The 13C Discrimination of Crops Identifies Soil Spatial Variability Related to Water Shortage Vulnerability

Abstract

Spatial variability of crop growth and yields is the result of many interacting factors. The contribution of the factors to variable yields is often difficult to separate. This work studied the relationships between the 13C discrimination (Δ13C) of plants and the spatial variability of field soil conditions related to impacts of water shortage on crop yield. The 13C discrimination, the indicator of water shortage in plants, 15N (δ15N) discrimination, and nitrogen (N) content were determined in grains of winter wheat, spring barley, and pea. The traits were observed at several dozens of grid spots in seven fields situated in two regions with different soil and climate conditions between the years 2017 and 2019. The principles of precision agriculture were implemented in some of the studied fields and years by variable rate nitrogen fertilization. The Δ13C significantly correlated with grain yields (correlation coefficient from 0.66 to 0.94), with the exception of data from the wetter year 2019 at the site with higher soil water capacity.
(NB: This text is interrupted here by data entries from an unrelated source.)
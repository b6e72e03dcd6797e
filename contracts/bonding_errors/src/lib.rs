#![no_std]

use soroban_sdk::contracterror;

/// @title  ErrorCategory
/// @notice Groups bonding errors by how a caller should react to them.
/// @dev    Validation and State errors are deterministic: retrying with the
///         same arguments fails again. External errors come from a
///         collaborator contract and may clear on their own.
#[derive(Clone, Copy, Debug, PartialEq, Eq)]
pub enum ErrorCategory {
    /// Contract setup errors (codes 1-99).
    Initialization,
    /// Bad arguments or unauthorized caller (codes 100-199).
    Validation,
    /// Operation not allowed in the current position/pool state (codes 200-299).
    State,
    /// Oracle or AMM pool could not service the call (codes 300-399).
    External,
    /// Checked fixed-point arithmetic failed (codes 400-499).
    Arithmetic,
}

/// @title  BondingError
/// @notice Canonical error enum for the liquidity bonding engine.
/// @dev    Codes are wire-stable. Never renumber a variant after deployment.
///         Append new variants at the end of their category block only.
///
/// Error Code Layout:
///   1  -  99  : Initialization
///   100 - 199 : Validation
///   200 - 299 : State
///   300 - 399 : External
///   400 - 499 : Arithmetic
#[contracterror]
#[derive(Clone, Copy, Debug, PartialEq, Eq, PartialOrd, Ord)]
#[repr(u32)]
pub enum BondingError {
    // --- Initialization (1-99) ---
    /// Contract has not been initialized yet.
    NotInitialized = 1,

    /// Contract has already been initialized and cannot be re-initialized.
    AlreadyInitialized = 2,

    // --- Validation (100-199) ---
    /// Amount argument must be strictly positive.
    InvalidAmount = 100,

    /// Lock duration is outside the range accepted for direct deposits.
    InvalidDuration = 101,

    /// Lock duration exceeds the configured maximum number of weeks.
    MaxDurationExceeded = 102,

    /// Caller does not hold the capability required by the operation.
    Unauthorized = 103,

    /// Caller is not the owner of the bond position.
    NotOwner = 104,

    /// Configuration value is outside its allowed bounds.
    InvalidConfig = 105,

    /// Caller has not approved the engine for the full amount.
    InsufficientAllowance = 106,

    // --- State (200-299) ---
    /// Position has not reached its maturity block.
    NotMatured = 200,

    /// No position exists for the given id.
    PositionNotFound = 201,

    /// Legacy holder has already migrated.
    AlreadyMigrated = 202,

    /// Address has no legacy balance to migrate.
    NoLegacyBalance = 203,

    /// Requested amount exceeds the position principal.
    InsufficientPrincipal = 204,

    /// Migration window is closed.
    MigrationClosed = 205,

    /// Contract is paused.
    ContractPaused = 206,

    /// Contract is not paused.
    NotPaused = 207,

    /// Custodied liquidity is lower than the requested withdrawal.
    InsufficientCustody = 208,

    // --- External (300-399) ---
    /// Price oracle call failed.
    OracleUnavailable = 300,

    /// Price oracle returned a stale or non-positive sample.
    OracleStale = 301,

    /// AMM pool could not service a single-sided withdrawal.
    PoolWithdrawalFailed = 302,

    // --- Arithmetic (400-499) ---
    /// Integer overflow in checked arithmetic.
    Overflow = 400,

    /// Division by zero in checked arithmetic.
    DivisionByZero = 401,
}

/// @title  ErrorExt
/// @notice Provides category(), description() and is_retryable() on every
///         BondingError variant.
pub trait ErrorExt {
    /// @return The ErrorCategory bucket this error belongs to.
    fn category(&self) -> ErrorCategory;

    /// @return A static string description safe for logging or display.
    fn description(&self) -> &'static str;

    /// @return true when an identical retry may succeed.
    fn is_retryable(&self) -> bool {
        self.category() == ErrorCategory::External
    }
}

impl ErrorExt for BondingError {
    fn category(&self) -> ErrorCategory {
        match self {
            BondingError::NotInitialized | BondingError::AlreadyInitialized => {
                ErrorCategory::Initialization
            }

            BondingError::InvalidAmount
            | BondingError::InvalidDuration
            | BondingError::MaxDurationExceeded
            | BondingError::Unauthorized
            | BondingError::NotOwner
            | BondingError::InvalidConfig
            | BondingError::InsufficientAllowance => ErrorCategory::Validation,

            BondingError::NotMatured
            | BondingError::PositionNotFound
            | BondingError::AlreadyMigrated
            | BondingError::NoLegacyBalance
            | BondingError::InsufficientPrincipal
            | BondingError::MigrationClosed
            | BondingError::ContractPaused
            | BondingError::NotPaused
            | BondingError::InsufficientCustody => ErrorCategory::State,

            BondingError::OracleUnavailable
            | BondingError::OracleStale
            | BondingError::PoolWithdrawalFailed => ErrorCategory::External,

            BondingError::Overflow | BondingError::DivisionByZero => ErrorCategory::Arithmetic,
        }
    }

    fn description(&self) -> &'static str {
        match self {
            BondingError::NotInitialized => "Contract has not been initialized",
            BondingError::AlreadyInitialized => "Contract has already been initialized",
            BondingError::InvalidAmount => "Amount must be strictly positive (> 0)",
            BondingError::InvalidDuration => "Lock duration is outside the allowed range",
            BondingError::MaxDurationExceeded => "Lock duration exceeds the maximum weeks",
            BondingError::Unauthorized => "Caller lacks the required capability",
            BondingError::NotOwner => "Caller is not the position owner",
            BondingError::InvalidConfig => "Configuration value is out of bounds",
            BondingError::InsufficientAllowance => "Allowance is below the requested amount",
            BondingError::NotMatured => "Position has not reached maturity",
            BondingError::PositionNotFound => "No position found for the given id",
            BondingError::AlreadyMigrated => "Legacy balance has already been migrated",
            BondingError::NoLegacyBalance => "Address has no legacy balance to migrate",
            BondingError::InsufficientPrincipal => "Amount exceeds the position principal",
            BondingError::MigrationClosed => "Migration is not open",
            BondingError::ContractPaused => "Contract is paused",
            BondingError::NotPaused => "Contract is not paused",
            BondingError::InsufficientCustody => "Custodied liquidity is insufficient",
            BondingError::OracleUnavailable => "Price oracle call failed",
            BondingError::OracleStale => "Price oracle sample is stale or invalid",
            BondingError::PoolWithdrawalFailed => "AMM pool rejected the single-sided withdrawal",
            BondingError::Overflow => "Integer overflow in checked arithmetic",
            BondingError::DivisionByZero => "Division by zero in checked arithmetic",
        }
    }
}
The effect of drought was demonstrated by statistically significant relationships between Δ13C in dry years and soil water capacity (r from 0.46 to 0.97). The significant correlations between Δ13C and N content of seeds and soil water capacity agreed with the expected impact of water shortage on plants. The 13C discrimination of crop seeds was confirmed as a reliable indicator of soil spatial variability related to water shortage. Stronger relationships were found in variably fertilized areas.